WHAT YOU WILL DO = Working through the records below, count the lines that include "PathBuf". The reply is that number alone.

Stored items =
BEGIN
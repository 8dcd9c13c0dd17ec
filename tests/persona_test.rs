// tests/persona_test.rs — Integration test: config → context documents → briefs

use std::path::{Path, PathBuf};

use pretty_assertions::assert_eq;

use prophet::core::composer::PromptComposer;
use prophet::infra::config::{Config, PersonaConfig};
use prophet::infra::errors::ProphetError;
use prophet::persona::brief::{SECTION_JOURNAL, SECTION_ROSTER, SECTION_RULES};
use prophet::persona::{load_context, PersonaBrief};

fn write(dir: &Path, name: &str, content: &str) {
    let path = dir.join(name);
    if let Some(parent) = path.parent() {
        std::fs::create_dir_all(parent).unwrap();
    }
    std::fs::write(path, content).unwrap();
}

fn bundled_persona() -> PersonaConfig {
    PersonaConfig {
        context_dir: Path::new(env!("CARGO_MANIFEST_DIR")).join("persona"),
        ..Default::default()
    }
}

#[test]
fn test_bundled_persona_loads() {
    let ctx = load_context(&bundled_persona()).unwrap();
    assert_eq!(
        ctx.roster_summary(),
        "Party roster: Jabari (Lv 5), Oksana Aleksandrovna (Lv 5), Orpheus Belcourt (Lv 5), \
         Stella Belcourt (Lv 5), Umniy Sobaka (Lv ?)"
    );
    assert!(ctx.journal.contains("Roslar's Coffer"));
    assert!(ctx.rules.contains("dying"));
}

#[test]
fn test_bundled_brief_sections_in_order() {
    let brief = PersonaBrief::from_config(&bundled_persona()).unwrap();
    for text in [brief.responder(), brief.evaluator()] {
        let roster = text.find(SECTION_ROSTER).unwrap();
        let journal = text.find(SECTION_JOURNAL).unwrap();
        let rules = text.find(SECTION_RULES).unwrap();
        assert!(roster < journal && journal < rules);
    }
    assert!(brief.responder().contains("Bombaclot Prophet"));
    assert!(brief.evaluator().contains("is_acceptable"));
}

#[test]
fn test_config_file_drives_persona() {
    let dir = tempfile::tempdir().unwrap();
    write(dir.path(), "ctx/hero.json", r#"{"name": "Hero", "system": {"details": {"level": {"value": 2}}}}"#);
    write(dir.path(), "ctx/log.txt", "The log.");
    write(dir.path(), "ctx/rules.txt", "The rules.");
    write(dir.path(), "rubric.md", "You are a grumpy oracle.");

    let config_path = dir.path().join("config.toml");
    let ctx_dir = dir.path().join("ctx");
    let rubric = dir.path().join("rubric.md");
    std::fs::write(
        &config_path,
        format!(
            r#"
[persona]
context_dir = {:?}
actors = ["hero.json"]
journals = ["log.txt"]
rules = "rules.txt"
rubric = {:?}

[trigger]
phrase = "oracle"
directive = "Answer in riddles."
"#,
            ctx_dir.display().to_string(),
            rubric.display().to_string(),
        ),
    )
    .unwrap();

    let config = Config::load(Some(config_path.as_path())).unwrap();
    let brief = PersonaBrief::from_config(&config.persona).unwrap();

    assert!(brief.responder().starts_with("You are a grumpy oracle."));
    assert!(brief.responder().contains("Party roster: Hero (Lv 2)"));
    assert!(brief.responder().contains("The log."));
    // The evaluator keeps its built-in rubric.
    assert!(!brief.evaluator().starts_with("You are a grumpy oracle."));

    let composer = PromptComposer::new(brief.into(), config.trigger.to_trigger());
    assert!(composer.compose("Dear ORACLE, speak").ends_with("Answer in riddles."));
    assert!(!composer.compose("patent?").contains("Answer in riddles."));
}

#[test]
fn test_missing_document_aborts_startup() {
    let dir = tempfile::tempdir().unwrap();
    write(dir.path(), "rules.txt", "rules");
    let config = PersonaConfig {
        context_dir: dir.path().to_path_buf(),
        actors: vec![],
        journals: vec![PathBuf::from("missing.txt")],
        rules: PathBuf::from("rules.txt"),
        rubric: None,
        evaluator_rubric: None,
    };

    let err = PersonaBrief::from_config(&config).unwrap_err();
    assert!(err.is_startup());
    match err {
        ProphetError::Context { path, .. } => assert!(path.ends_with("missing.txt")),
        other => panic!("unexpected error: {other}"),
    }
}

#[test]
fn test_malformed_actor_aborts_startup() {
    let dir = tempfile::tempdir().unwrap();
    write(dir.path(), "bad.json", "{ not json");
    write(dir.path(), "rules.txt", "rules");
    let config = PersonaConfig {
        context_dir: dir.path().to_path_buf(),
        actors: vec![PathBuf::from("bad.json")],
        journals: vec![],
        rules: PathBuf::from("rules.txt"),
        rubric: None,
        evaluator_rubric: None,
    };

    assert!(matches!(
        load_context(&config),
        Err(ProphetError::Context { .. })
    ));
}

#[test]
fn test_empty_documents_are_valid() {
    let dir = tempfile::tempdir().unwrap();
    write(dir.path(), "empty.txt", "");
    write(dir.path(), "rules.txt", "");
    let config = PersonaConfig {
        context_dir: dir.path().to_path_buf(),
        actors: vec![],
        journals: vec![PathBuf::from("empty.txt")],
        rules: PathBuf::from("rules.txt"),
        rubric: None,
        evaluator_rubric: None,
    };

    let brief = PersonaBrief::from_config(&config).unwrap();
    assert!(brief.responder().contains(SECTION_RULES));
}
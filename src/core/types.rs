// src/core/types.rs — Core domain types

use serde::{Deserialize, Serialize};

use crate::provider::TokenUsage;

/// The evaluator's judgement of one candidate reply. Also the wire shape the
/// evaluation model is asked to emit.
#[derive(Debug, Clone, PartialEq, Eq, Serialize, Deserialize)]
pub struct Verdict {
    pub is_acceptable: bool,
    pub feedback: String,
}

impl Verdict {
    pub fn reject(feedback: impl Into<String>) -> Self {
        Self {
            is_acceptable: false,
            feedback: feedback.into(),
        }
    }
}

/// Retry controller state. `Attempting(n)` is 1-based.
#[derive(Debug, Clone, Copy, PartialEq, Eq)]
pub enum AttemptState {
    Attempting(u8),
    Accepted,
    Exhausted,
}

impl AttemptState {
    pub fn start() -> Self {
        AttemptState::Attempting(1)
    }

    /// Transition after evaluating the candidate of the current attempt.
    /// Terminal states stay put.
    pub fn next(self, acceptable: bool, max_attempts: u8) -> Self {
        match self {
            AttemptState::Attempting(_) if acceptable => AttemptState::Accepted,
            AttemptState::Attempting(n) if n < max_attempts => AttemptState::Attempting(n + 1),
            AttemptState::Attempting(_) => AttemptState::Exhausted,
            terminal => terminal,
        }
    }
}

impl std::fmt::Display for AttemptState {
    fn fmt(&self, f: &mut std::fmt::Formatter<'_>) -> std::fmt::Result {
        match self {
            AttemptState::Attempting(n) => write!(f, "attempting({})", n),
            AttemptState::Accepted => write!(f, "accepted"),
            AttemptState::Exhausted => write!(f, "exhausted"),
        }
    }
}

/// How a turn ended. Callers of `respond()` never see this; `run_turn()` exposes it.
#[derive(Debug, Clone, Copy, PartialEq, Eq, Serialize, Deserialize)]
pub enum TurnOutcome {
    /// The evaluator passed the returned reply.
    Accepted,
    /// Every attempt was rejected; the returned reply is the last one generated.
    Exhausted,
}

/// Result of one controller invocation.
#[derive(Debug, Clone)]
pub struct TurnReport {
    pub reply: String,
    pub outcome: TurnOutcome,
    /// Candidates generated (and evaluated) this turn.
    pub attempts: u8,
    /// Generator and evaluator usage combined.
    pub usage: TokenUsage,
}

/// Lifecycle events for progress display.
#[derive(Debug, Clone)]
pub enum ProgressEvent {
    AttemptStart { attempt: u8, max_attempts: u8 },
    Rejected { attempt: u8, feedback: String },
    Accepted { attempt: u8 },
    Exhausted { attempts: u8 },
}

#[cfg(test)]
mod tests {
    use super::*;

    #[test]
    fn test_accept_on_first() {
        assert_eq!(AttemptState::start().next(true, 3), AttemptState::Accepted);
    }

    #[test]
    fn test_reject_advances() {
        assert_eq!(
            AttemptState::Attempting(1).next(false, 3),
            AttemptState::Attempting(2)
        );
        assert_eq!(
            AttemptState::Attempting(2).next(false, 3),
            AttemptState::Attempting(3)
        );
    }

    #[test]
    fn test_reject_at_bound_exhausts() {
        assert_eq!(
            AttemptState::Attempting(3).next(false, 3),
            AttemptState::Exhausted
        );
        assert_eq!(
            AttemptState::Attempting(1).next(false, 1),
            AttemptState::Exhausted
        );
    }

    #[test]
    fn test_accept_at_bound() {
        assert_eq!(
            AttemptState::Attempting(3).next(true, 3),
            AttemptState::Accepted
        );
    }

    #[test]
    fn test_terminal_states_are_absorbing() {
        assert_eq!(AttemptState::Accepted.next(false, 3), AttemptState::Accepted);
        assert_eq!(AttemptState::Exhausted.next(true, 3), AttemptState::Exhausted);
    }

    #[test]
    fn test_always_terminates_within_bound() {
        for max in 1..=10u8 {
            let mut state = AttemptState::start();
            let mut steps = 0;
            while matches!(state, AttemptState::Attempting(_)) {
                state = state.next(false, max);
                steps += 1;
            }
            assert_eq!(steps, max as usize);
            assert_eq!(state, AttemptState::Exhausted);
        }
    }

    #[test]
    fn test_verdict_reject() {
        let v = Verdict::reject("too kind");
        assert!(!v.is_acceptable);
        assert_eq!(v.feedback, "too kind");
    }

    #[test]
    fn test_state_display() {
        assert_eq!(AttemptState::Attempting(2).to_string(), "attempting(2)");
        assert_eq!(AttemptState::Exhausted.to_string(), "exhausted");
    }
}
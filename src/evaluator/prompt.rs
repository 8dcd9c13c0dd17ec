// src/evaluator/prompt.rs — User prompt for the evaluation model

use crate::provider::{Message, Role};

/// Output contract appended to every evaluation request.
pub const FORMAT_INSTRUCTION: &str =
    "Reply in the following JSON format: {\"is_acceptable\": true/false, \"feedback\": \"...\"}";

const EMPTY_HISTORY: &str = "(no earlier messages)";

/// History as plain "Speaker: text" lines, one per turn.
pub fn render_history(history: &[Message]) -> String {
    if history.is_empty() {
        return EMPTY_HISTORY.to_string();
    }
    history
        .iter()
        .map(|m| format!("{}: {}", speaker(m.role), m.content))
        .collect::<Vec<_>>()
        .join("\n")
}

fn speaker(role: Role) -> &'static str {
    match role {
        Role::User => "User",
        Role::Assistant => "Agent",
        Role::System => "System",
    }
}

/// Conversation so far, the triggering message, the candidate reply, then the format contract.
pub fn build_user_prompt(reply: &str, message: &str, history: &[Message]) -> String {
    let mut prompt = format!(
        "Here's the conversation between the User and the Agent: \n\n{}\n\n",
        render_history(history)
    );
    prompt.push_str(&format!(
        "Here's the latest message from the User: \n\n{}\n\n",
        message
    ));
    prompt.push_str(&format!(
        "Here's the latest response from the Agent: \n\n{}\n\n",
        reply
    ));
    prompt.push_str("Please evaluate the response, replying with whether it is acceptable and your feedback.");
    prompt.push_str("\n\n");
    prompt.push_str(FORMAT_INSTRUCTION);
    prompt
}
END
EXERCISE OUTPUT = 7